BEGIN DATA SHOWN
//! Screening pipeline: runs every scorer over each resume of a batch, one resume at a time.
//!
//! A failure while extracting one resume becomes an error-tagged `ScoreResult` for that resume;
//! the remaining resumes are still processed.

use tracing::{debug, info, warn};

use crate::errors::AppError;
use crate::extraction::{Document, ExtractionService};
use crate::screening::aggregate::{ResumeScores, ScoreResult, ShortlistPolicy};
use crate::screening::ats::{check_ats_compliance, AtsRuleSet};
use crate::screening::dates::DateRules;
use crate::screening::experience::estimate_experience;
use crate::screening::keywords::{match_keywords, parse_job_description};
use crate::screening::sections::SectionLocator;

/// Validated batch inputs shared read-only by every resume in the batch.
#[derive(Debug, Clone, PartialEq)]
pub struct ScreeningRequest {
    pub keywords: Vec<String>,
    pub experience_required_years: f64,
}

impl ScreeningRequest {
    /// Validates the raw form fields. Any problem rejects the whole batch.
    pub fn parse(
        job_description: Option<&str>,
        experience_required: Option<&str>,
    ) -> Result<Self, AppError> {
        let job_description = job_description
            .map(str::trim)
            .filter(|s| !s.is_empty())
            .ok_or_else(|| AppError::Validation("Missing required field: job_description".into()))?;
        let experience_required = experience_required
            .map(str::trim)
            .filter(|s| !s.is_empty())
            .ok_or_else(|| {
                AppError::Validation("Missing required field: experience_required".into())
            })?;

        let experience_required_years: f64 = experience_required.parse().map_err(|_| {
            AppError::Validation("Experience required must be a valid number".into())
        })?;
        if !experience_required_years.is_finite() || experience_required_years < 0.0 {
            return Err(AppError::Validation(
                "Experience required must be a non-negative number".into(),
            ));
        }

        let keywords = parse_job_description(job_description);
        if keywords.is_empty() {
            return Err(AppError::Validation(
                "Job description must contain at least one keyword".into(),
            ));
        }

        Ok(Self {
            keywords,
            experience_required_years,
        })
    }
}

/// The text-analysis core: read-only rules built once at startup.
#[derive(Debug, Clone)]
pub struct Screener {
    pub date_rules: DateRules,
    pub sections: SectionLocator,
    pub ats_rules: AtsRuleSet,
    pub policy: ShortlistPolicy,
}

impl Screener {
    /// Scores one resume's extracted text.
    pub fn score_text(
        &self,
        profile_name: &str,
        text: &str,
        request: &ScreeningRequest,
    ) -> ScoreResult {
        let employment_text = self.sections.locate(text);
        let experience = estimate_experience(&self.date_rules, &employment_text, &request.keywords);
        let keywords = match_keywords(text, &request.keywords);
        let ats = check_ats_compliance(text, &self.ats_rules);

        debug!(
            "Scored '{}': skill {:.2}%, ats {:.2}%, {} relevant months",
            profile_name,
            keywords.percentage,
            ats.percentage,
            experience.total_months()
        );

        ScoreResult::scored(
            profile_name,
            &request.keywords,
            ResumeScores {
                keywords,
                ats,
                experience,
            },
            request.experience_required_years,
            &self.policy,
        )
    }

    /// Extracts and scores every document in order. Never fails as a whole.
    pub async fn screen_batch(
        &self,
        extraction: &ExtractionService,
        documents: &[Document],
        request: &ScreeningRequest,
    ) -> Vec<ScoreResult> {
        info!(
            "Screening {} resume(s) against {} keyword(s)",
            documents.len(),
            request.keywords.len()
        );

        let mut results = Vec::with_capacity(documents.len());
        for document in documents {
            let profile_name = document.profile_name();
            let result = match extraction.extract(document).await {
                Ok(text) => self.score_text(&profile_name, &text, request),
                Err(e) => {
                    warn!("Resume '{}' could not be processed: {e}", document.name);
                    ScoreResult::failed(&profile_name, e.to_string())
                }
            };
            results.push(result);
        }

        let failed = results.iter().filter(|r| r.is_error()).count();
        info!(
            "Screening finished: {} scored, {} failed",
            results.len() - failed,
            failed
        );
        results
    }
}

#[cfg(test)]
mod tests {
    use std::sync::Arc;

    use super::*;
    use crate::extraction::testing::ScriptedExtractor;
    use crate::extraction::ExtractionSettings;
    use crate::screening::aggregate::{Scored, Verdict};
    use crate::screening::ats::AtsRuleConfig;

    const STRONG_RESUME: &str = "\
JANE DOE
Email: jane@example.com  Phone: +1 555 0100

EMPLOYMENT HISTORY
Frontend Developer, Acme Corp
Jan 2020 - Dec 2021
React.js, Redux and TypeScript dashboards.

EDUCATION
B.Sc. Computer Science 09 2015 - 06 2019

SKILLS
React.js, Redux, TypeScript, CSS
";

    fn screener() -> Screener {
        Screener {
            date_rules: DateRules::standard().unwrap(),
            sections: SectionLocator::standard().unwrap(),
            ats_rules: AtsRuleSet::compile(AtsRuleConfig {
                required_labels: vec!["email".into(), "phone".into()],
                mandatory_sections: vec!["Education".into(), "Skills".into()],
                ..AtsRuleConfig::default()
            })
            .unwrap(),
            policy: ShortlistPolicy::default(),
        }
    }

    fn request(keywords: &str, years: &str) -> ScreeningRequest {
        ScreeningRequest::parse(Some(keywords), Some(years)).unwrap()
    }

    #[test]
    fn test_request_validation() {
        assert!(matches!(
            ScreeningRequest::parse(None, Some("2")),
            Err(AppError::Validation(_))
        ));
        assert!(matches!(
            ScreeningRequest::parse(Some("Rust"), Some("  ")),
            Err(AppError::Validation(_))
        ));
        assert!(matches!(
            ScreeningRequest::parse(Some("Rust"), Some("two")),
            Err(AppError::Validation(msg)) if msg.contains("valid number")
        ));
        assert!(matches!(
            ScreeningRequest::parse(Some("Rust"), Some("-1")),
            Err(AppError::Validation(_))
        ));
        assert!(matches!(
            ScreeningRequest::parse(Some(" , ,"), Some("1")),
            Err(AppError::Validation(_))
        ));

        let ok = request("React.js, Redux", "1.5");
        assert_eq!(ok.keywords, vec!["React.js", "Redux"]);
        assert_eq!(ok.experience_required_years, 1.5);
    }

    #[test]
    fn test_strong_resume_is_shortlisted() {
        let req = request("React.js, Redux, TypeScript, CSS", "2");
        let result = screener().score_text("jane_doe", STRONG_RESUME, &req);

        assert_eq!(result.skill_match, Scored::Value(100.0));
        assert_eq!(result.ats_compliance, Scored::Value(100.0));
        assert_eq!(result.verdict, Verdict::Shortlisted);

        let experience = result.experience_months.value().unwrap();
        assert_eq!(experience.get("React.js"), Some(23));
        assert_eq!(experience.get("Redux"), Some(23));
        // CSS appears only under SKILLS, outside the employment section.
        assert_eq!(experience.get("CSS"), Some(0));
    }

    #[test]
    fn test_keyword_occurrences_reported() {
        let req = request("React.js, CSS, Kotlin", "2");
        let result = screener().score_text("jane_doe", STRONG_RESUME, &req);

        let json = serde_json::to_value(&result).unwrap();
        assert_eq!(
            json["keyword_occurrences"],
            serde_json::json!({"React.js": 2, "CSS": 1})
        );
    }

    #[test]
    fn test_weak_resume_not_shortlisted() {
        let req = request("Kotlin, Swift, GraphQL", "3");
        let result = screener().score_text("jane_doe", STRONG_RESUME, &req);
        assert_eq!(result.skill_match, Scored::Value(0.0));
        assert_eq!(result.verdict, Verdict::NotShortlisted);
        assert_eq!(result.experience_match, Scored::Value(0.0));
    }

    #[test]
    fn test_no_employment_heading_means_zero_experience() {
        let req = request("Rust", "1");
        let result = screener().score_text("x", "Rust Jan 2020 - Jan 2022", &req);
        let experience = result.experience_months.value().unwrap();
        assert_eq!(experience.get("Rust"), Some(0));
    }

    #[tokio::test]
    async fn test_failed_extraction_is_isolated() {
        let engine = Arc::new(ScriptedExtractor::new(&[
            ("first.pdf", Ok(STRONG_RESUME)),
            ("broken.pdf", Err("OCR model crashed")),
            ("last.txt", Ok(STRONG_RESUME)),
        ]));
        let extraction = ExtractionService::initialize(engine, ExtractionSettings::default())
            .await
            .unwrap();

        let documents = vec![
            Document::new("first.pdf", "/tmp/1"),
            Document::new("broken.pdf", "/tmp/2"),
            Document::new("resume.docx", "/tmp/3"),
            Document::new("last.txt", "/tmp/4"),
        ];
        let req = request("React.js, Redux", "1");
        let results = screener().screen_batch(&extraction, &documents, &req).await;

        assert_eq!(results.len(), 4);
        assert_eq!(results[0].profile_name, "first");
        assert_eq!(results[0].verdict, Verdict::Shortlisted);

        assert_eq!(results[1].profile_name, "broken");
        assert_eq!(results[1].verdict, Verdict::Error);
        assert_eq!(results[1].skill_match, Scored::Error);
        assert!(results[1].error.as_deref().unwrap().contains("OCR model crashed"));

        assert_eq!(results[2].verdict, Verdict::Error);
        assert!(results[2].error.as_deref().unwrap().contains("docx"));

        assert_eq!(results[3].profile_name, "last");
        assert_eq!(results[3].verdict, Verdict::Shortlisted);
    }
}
END DATA SHOWN
» **YOUR TASK**
There is a run of lines above from the one with "assert_eq!(results[1].verdict, Verdict::Error);" to the one with "assert_eq!(results[2].verdict, Verdict::Error);"; print exactly that run, both ends included, and nothing else.

» **RESPONSE BOX**
        assert_eq!(results[1].verdict, Verdict::Error);
        assert_eq!(results[1].skill_match, Scored::Error);
        assert!(results[1].error.as_deref().unwrap().contains("OCR model crashed"));

        assert_eq!(results[2].verdict, Verdict::Error);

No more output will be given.